Does your Yorkie bark too much? Many owners are concerned, as Yorkies seem to bark at any noise. Compared to other breeds, it seems that the Yorkie barks a lot.
As it turns out, the Yorkie is barking for a reason that he thinks is valid; it is your job to learn what he is trying to say and help him to calm down.
There are steps that you can take that call help to alleviate the barking problem; The Humane Society offers some tips for stopping dog barking that might be applied to Yorkies as well.
- Don’t yell at your dog
- Keep training positive
- Be consistent
- Remove the motivation
- Teach him the “quiet” command
Understand His Barking
Barking is a way that the Yorkie communicates. By learning the types of barking, you can take steps to stop it.
- Low tone bark- He is perceiving a danger or threat, such as noise on the street, birds flying together or a loud car that is passing by.
- High pitched- He is trying to get your attention. Your Yorkie may want to go outside or play with you.
- Howling- You may not hear it, but your dog may be communicating with another dog outside.
- Growling – This may signify danger and be a warning. It can be combined with a low tone bark.
- Whining – The dog has emotional distress, pain, etc.
- Yelping – A dog will make a high pitched noise to indicate an injury.
Training for Desensitizing
Although the barking disturbs you, your Yorkie barks because he is being disturbed.
You will want your dog to know that barking will get him no attention; not barking will get him attention plus treats.
- When he barks at a noise, such as a doorbell, gently say “quiet.” Do not yell at him.
- When he is quiet, pat him on the head once and give him a small treat.
- If he starts barking again, stay by him, giving no attention until he stops. Then give him a treat.
Whenever he stops barking he should be given praise and a treat. That way he will begin to associate the treats with quiet. Rewarding and giving him praise is a type of positive reinforcement.
You can tickle or hug him – anything that is something that the dog likes. The goal here is to teach him that barking will get him no attention, while quiet is the way to be, with praise and treats.
Other Ways to Control the Bark
Give your Yorkie plenty of exercise. Brisk walks outside will tire him and make him less prone to bark. Separation anxiety is one thing that can cause your dog to bark.

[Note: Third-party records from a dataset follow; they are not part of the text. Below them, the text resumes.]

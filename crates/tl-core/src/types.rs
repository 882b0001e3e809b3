//! Core type definitions with validation.

use std::fmt;

use serde::{Deserialize, Serialize};
use thiserror::Error;

/// Validation errors for core types.
#[derive(Debug, Error, Clone, PartialEq, Eq)]
pub enum ValidationError {
    /// The warning threshold lies above the error threshold.
    #[error(
        "warning threshold ({warning_minutes}m) must not exceed error threshold ({error_minutes}m)"
    )]
    ThresholdOrder {
        warning_minutes: u32,
        error_minutes: u32,
    },
}

/// The process identifier that links a START record to its END record.
///
/// Stored as-is from the log (after whitespace trimming). An empty identifier
/// is still a valid key: two records with an empty fourth column pair up.
#[derive(Debug, Clone, PartialEq, Eq, Hash, PartialOrd, Ord, Serialize, Deserialize)]
#[serde(transparent)]
pub struct ProcessId(String);

impl ProcessId {
    /// Creates a process ID from the raw log text.
    pub fn new(id: impl Into<String>) -> Self {
        Self(id.into())
    }

    /// Returns the ID as a string slice.
    pub fn as_str(&self) -> &str {
        &self.0
    }
}

impl From<&str> for ProcessId {
    fn from(id: &str) -> Self {
        Self::new(id)
    }
}

impl From<String> for ProcessId {
    fn from(id: String) -> Self {
        Self(id)
    }
}

impl fmt::Display for ProcessId {
    fn fmt(&self, f: &mut fmt::Formatter<'_>) -> fmt::Result {
        write!(f, "{}", self.0)
    }
}

impl AsRef<str> for ProcessId {
    fn as_ref(&self) -> &str {
        &self.0
    }
}
//! CSV tokenization of task logs.
//!
//! Rows are passed through untouched: field-count and timestamp problems are
//! left for the reconciler to report as diagnostics. Only failures to open or
//! tokenize the file at all are errors here.

use std::fs::File;
use std::io::Read;
use std::path::Path;

use anyhow::{Context, Result};
use tl_core::RawRecord;

/// Reads every row of the CSV log at `path`.
pub fn read_records(path: &Path) -> Result<Vec<RawRecord>> {
    let file =
        File::open(path).with_context(|| format!("failed to open {}", path.display()))?;
    read_records_from(file).with_context(|| format!("failed to read {}", path.display()))
}

/// Reads every CSV row from `reader`.
pub fn read_records_from<R: Read>(reader: R) -> Result<Vec<RawRecord>> {
    let mut reader = csv::ReaderBuilder::new()
        .has_headers(false)
        .flexible(true)
        .from_reader(reader);

    let mut records = Vec::new();
    for (idx, result) in reader.records().enumerate() {
        let row = result.with_context(|| format!("CSV parse error at row {}", idx + 1))?;
        let line = row.position().map_or(idx as u64 + 1, csv::Position::line);
        records.push(RawRecord::new(line, row.iter()));
    }

    tracing::debug!(record_count = records.len(), "tokenized log");
    Ok(records)
}
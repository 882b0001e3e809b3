//! Command-line argument definitions.

use std::path::PathBuf;

use clap::Parser;

/// Task log analyzer.
///
/// Pairs START and END records from a CSV task log, reports how long each
/// task took, and lists tasks that never finished.
#[derive(Debug, Parser)]
#[command(name = "tl", version, about, long_about = None)]
pub struct Cli {
    /// Enable verbose output.
    #[arg(short, long)]
    pub verbose: bool,

    /// Path to config file.
    #[arg(short, long)]
    pub config: Option<PathBuf>,

    /// Emit the report as JSON.
    #[arg(long)]
    pub json: bool,

    /// CSV log with `timestamp,description,START|END,pid` rows.
    pub log_file: Option<PathBuf>,
}
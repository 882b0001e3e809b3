//! Raw log records and the START/END events parsed from them.

use std::fmt;
use std::str::FromStr;

use chrono::{NaiveTime, Timelike};
use serde::{Deserialize, Serialize};
use thiserror::Error;

use crate::types::ProcessId;

/// Time-of-day format used by the log, 24-hour `HH:MM:SS`.
pub const TIME_FORMAT: &str = "%H:%M:%S";

/// One tokenized log row, as handed over by the tokenizer.
#[derive(Debug, Clone, PartialEq, Eq)]
pub struct RawRecord {
    /// 1-based line in the source file.
    pub line: u64,
    /// Column values in source order.
    pub fields: Vec<String>,
}

impl RawRecord {
    /// Creates a record from any iterable of column values.
    pub fn new<I, S>(line: u64, fields: I) -> Self
    where
        I: IntoIterator<Item = S>,
        S: Into<String>,
    {
        Self {
            line,
            fields: fields.into_iter().map(Into::into).collect(),
        }
    }
}

/// Why a record could not be turned into an event.
#[derive(Debug, Error, Clone, PartialEq, Eq)]
pub enum MalformedRecord {
    /// The row has fewer than the four required columns.
    #[error("expected 4 fields, found {found}")]
    TooFewFields { found: usize },

    /// The timestamp column is not `HH:MM:SS`.
    #[error("invalid time format: {value}")]
    InvalidTimestamp { value: String },
}

/// Lifecycle marker carried in the event column.
#[derive(Debug, Clone, Copy, PartialEq, Eq, Hash, Serialize, Deserialize)]
#[serde(rename_all = "UPPERCASE")]
pub enum EventKind {
    Start,
    End,
}

impl fmt::Display for EventKind {
    fn fmt(&self, f: &mut fmt::Formatter<'_>) -> fmt::Result {
        let s = match self {
            Self::Start => "START",
            Self::End => "END",
        };
        write!(f, "{s}")
    }
}

impl FromStr for EventKind {
    type Err = UnknownEventKind;

    fn from_str(s: &str) -> Result<Self, Self::Err> {
        match s {
            "START" => Ok(Self::Start),
            "END" => Ok(Self::End),
            _ => Err(UnknownEventKind(s.to_string())),
        }
    }
}

/// Error type for unrecognized event column values.
#[derive(Debug, Clone, PartialEq, Eq, Error)]
#[error("unknown event kind: {0}")]
pub struct UnknownEventKind(String);

/// A parsed START or END event.
#[derive(Debug, Clone, PartialEq, Eq)]
pub struct RawEvent {
    pub timestamp: NaiveTime,
    pub description: String,
    pub kind: EventKind,
    pub process_id: ProcessId,
}

impl RawEvent {
    /// Parses a tokenized record.
    ///
    /// Checks run in order: column count, timestamp, event kind. Returns
    /// `Ok(None)` for rows whose event column is neither `START` nor `END`;
    /// those are not errors and carry no diagnostic. Surrounding whitespace
    /// is trimmed from every column and columns past the fourth are ignored.
    pub fn from_record(record: &RawRecord) -> Result<Option<Self>, MalformedRecord> {
        let [timestamp, description, kind, process_id, ..] = record.fields.as_slice() else {
            return Err(MalformedRecord::TooFewFields {
                found: record.fields.len(),
            });
        };

        let timestamp = timestamp.trim();
        let timestamp =
            parse_timestamp(timestamp).ok_or_else(|| MalformedRecord::InvalidTimestamp {
                value: timestamp.to_string(),
            })?;

        let Ok(kind) = kind.trim().parse::<EventKind>() else {
            return Ok(None);
        };

        Ok(Some(Self {
            timestamp,
            description: description.trim().to_string(),
            kind,
            process_id: ProcessId::new(process_id.trim()),
        }))
    }
}

/// Parses a strict two-digit `HH:MM:SS` time of day.
///
/// chrono alone accepts single-digit fields and a leap second of `60`;
/// both are rejected here.
fn parse_timestamp(value: &str) -> Option<NaiveTime> {
    let bytes = value.as_bytes();
    let shaped = bytes.len() == 8
        && bytes.iter().enumerate().all(|(i, b)| match i {
            2 | 5 => *b == b':',
            _ => b.is_ascii_digit(),
        });
    if !shaped {
        return None;
    }

    NaiveTime::parse_from_str(value, TIME_FORMAT)
        .ok()
        .filter(|t| t.nanosecond() < 1_000_000_000)
}
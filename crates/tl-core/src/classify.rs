//! Duration classification for completed tasks.

use std::fmt;

use chrono::Duration;
use serde::Serialize;

use crate::reconcile::CompletedTask;
use crate::types::ValidationError;

/// How a completed task's duration compares to the thresholds.
#[derive(Debug, Clone, Copy, PartialEq, Eq, Hash, PartialOrd, Ord, Serialize)]
#[serde(rename_all = "UPPERCASE")]
pub enum Severity {
    Ok,
    Warning,
    Error,
}

impl Severity {
    /// Uppercase label used in reports.
    pub const fn as_str(self) -> &'static str {
        match self {
            Self::Ok => "OK",
            Self::Warning => "WARNING",
            Self::Error => "ERROR",
        }
    }
}

impl fmt::Display for Severity {
    fn fmt(&self, f: &mut fmt::Formatter<'_>) -> fmt::Result {
        write!(f, "{}", self.as_str())
    }
}

/// Duration limits for classification.
///
/// Both comparisons are strict: a task lasting exactly `warning_after` is
/// [`Severity::Ok`] and one lasting exactly `error_after` is
/// [`Severity::Warning`].
#[derive(Debug, Clone, Copy, PartialEq, Eq)]
pub struct Thresholds {
    /// Durations above this are at least a warning.
    /// Default: 5 minutes.
    pub warning_after: Duration,

    /// Durations above this are an error.
    /// Default: 10 minutes.
    pub error_after: Duration,
}

impl Default for Thresholds {
    fn default() -> Self {
        Self {
            warning_after: Duration::minutes(5),
            error_after: Duration::minutes(10),
        }
    }
}

impl Thresholds {
    /// Builds thresholds from whole minutes.
    ///
    /// Returns an error if the warning threshold exceeds the error threshold.
    pub fn from_minutes(warning_minutes: u32, error_minutes: u32) -> Result<Self, ValidationError> {
        if warning_minutes > error_minutes {
            return Err(ValidationError::ThresholdOrder {
                warning_minutes,
                error_minutes,
            });
        }
        Ok(Self {
            warning_after: Duration::minutes(i64::from(warning_minutes)),
            error_after: Duration::minutes(i64::from(error_minutes)),
        })
    }

    /// Classifies a duration.
    pub fn classify(&self, duration: Duration) -> Severity {
        if duration > self.error_after {
            Severity::Error
        } else if duration > self.warning_after {
            Severity::Warning
        } else {
            Severity::Ok
        }
    }
}

/// Classifies a completed task with the default thresholds.
pub fn classify(task: &CompletedTask) -> Severity {
    Thresholds::default().classify(task.duration)
}

/// Formats a duration compactly, e.g. `1h2m3s`, `12m0s` or `45s`.
///
/// Negative durations are prefixed with `-`.
pub fn format_duration(duration: Duration) -> String {
    let total = duration.num_seconds();
    let sign = if total < 0 { "-" } else { "" };
    let total = total.unsigned_abs();
    let hours = total / 3600;
    let minutes = (total % 3600) / 60;
    let seconds = total % 60;

    if hours > 0 {
        format!("{sign}{hours}h{minutes}m{seconds}s")
    } else if minutes > 0 {
        format!("{sign}{minutes}m{seconds}s")
    } else {
        format!("{sign}{seconds}s")
    }
}
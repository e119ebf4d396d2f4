// Dashboard domain model
use super::panel::PanelView;
use chrono::{DateTime, Utc};
use serde::Serialize;

#[derive(Debug, Clone, Serialize)]
#[serde(rename_all = "camelCase")]
pub struct RenderedDashboard {
    pub title: String,
    pub company_name: String,
    pub user_name: String,
    pub logo: String,
    pub primary_color: String,
    pub secondary_color: String,
    pub generated_at: DateTime<Utc>,
    pub panels: Vec<PanelView>,
}

#[derive(Debug, Clone, PartialEq, Serialize)]
#[serde(rename_all = "camelCase")]
pub struct PanelSkeleton {
    pub id: String,
    pub label: String,
    pub description: String,
    pub icon: String,
    pub placeholder: bool,
}

#[derive(Debug, Clone, PartialEq, Serialize)]
#[serde(rename_all = "camelCase")]
pub struct DashboardSkeleton {
    pub title: String,
    pub panels: Vec<PanelSkeleton>,
}

#[derive(Debug, Clone, PartialEq, Serialize)]
#[serde(rename_all = "camelCase")]
pub struct CompletionEvent {
    pub total_panels: usize,
    pub duration_ms: u64,
}

/// Messages of the progressive dashboard stream, in send order:
/// one skeleton, one update per panel, one completion.
#[derive(Debug, Clone, PartialEq, Serialize)]
#[serde(tag = "type", content = "payload", rename_all = "camelCase")]
pub enum StreamMessage {
    Skeleton(DashboardSkeleton),
    PanelUpdate(PanelView),
    Complete(CompletionEvent),
}
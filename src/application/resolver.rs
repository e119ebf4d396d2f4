// Composition resolver - turns (schema, registry) into the ordered render list
use crate::application::registry::ComponentRegistry;
use crate::application::renderable::{RenderContext, RenderableUnit};
use crate::domain::app_config::{DashboardConfig, TabConfig};
use crate::domain::panel::Block;
use std::fmt;
use std::sync::Arc;

/// Stand-in for a tab whose id has no registered unit
#[derive(Debug, Clone, PartialEq, Eq)]
pub struct PlaceholderUnit {
    pub id: String,
    pub label: String,
}

impl PlaceholderUnit {
    pub fn for_tab(tab: &TabConfig) -> Self {
        Self {
            id: tab.id.clone(),
            label: tab.label.clone(),
        }
    }
}

impl RenderableUnit for PlaceholderUnit {
    fn render(&self, _ctx: &RenderContext<'_>) -> anyhow::Result<Vec<Block>> {
        Ok(vec![
            Block::heading(self.label.clone()),
            Block::warning(format!(
                "Panel unavailable: no component is registered for '{}'",
                self.id
            )),
        ])
    }
}

#[derive(Clone)]
pub enum PanelUnit {
    Registered(Arc<dyn RenderableUnit>),
    Placeholder(PlaceholderUnit),
}

impl PanelUnit {
    pub fn as_renderable(&self) -> &dyn RenderableUnit {
        match self {
            PanelUnit::Registered(unit) => unit.as_ref(),
            PanelUnit::Placeholder(placeholder) => placeholder,
        }
    }

    pub fn is_placeholder(&self) -> bool {
        matches!(self, PanelUnit::Placeholder(_))
    }
}

// Registered units are equal only when they are the same instance.
impl PartialEq for PanelUnit {
    fn eq(&self, other: &Self) -> bool {
        match (self, other) {
            (PanelUnit::Registered(a), PanelUnit::Registered(b)) => Arc::ptr_eq(a, b),
            (PanelUnit::Placeholder(a), PanelUnit::Placeholder(b)) => a == b,
            _ => false,
        }
    }
}

impl fmt::Debug for PanelUnit {
    fn fmt(&self, f: &mut fmt::Formatter<'_>) -> fmt::Result {
        match self {
            PanelUnit::Registered(unit) => write!(f, "Registered({:p})", Arc::as_ptr(unit)),
            PanelUnit::Placeholder(placeholder) => f.debug_tuple("Placeholder").field(placeholder).finish(),
        }
    }
}

#[derive(Debug, Clone, PartialEq)]
pub struct ResolvedPanel {
    pub id: String,
    pub unit: PanelUnit,
    pub tab: TabConfig,
}

impl ResolvedPanel {
    pub fn is_placeholder(&self) -> bool {
        self.unit.is_placeholder()
    }
}

/// Resolve every tab, in declaration order, against the registry.
///
/// A tab without a registered unit degrades to a [`PlaceholderUnit`]; the miss
/// is logged and the remaining tabs are still resolved. Holds no state, so it
/// can be re-run whenever the configuration or registry changes.
pub fn resolve_composition(dashboard: &DashboardConfig, registry: &ComponentRegistry) -> Vec<ResolvedPanel> {
    dashboard.tabs().iter().map(|tab| resolve_tab(tab, registry)).collect()
}

/// Resolve a single tab the same way [`resolve_composition`] does.
pub fn resolve_tab(tab: &TabConfig, registry: &ComponentRegistry) -> ResolvedPanel {
    let unit = match registry.resolve(&tab.id) {
        Ok(unit) => PanelUnit::Registered(unit),
        Err(e) => {
            tracing::warn!("Rendering placeholder for tab '{}': {}", tab.label, e);
            PanelUnit::Placeholder(PlaceholderUnit::for_tab(tab))
        }
    };

    ResolvedPanel {
        id: tab.id.clone(),
        unit,
        tab: tab.clone(),
    }
}
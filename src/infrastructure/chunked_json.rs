// Chunked JSON streaming - one length-prefixed frame per stream message
use crate::domain::dashboard::StreamMessage;
use crate::infrastructure::http_response::brotli_compress;
use axum::body::Body;
use axum::http::{header, Response, StatusCode};
use axum::response::IntoResponse;
use bytes::{BufMut, Bytes, BytesMut};
use futures::stream::Stream;
use futures::StreamExt;

/// Create a chunked streaming response of length-prefixed JSON frames
pub fn chunked_json_stream<S>(stream: S, compress: bool) -> Result<Response<Body>, StatusCode>
where
    S: Stream<Item = StreamMessage> + Send + 'static,
{
    let byte_stream = stream.then(move |msg| async move { encode_frame(&msg, compress).await });

    // Frames are compressed individually, so the response itself carries no
    // Content-Encoding.
    Response::builder()
        .status(StatusCode::OK)
        .header(header::CONTENT_TYPE, "application/x-ndjson-framed")
        .header(header::TRANSFER_ENCODING, "chunked")
        .body(Body::from_stream(byte_stream))
        .map_err(|_| StatusCode::INTERNAL_SERVER_ERROR)
}

/// 4-byte big-endian payload length, then the (optionally Brotli) JSON payload
pub async fn encode_frame(msg: &StreamMessage, compress: bool) -> Result<Bytes, std::io::Error> {
    let json = serde_json::to_vec(msg)?;

    let payload = if compress {
        brotli_compress(&json).await?
    } else {
        json
    };

    let length = u32::try_from(payload.len())
        .map_err(|_| std::io::Error::new(std::io::ErrorKind::InvalidData, "frame exceeds 4 GiB"))?;
    let mut chunk = BytesMut::with_capacity(4 + payload.len());
    chunk.put_u32(length);
    chunk.put_slice(&payload);

    Ok(chunk.freeze())
}

pub fn stream_from_receiver(
    mut rx: tokio::sync::mpsc::Receiver<StreamMessage>,
    compress: bool,
) -> impl IntoResponse {
    let stream = async_stream::stream! {
        while let Some(msg) = rx.recv().await {
            yield msg;
        }
    };

    match chunked_json_stream(stream, compress) {
        Ok(response) => response,
        Err(status) => status.into_response(),
    }
}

If you work and have to leave him home for long periods of time, have a pet sitter or dog walker come in to keep him entertained and active.
According to the Nest, establish a routine, so your dog knows when to expect you home; often barking is just a way to relieve the frustration of being alone.
When you are home, a calm and consistent environment is the best way to control the barking.
Have a range of toys available for your dog if you are not home. That way his entertainment is not centered around his barking.
New and exciting toys will keep him occupied while you are gone, so you should refresh the collection every once in a while with new and exciting discoveries.
Know What Can Make It Worse
Confusion is often a cause of barking; that is why you should not yell at your dog to get it to stop.
Your little Yorkie does not know it is doing something wrong; from the dog’s point, he is only communicating or warning.
Shock collars are inhumane; do not use them on your dog. Yelling and punishment will not work to bring about a positive resolution to barking.
Draw Attention Away From the Disturbance
When your Yorkie is barking due to outside noises, draw attention away from the source.
Having him focus on your and the home inside will divert him from paying attention to what is outside that is disturbing him.
Your dog can learn things that will keep him from barking, like sitting, lying down, and to be quiet, as well as to speak to you.
He then focuses on you, rather than on the outside source of annoyance that leads to his barking.
Socialization training often helps when it comes to your Yorkie barking at outside noises. Take him for a walk around the neighborhood and let him meet and get to know the sounds and sights of the environment around your home.
Make sure he is on a leash as you chat with neighbors. His stress level will decrease with this familiarity.
If he starts barking, quietly say no, ask him to sit, and when he is quiet, give him praise or a treat.
Barking is normal for a Yorkie, but excessive barking is an annoyance that can be helped with the right training and a calm attitude on your part.
After all, he is just communicating. It is up to your to teach him when to do it appropriately.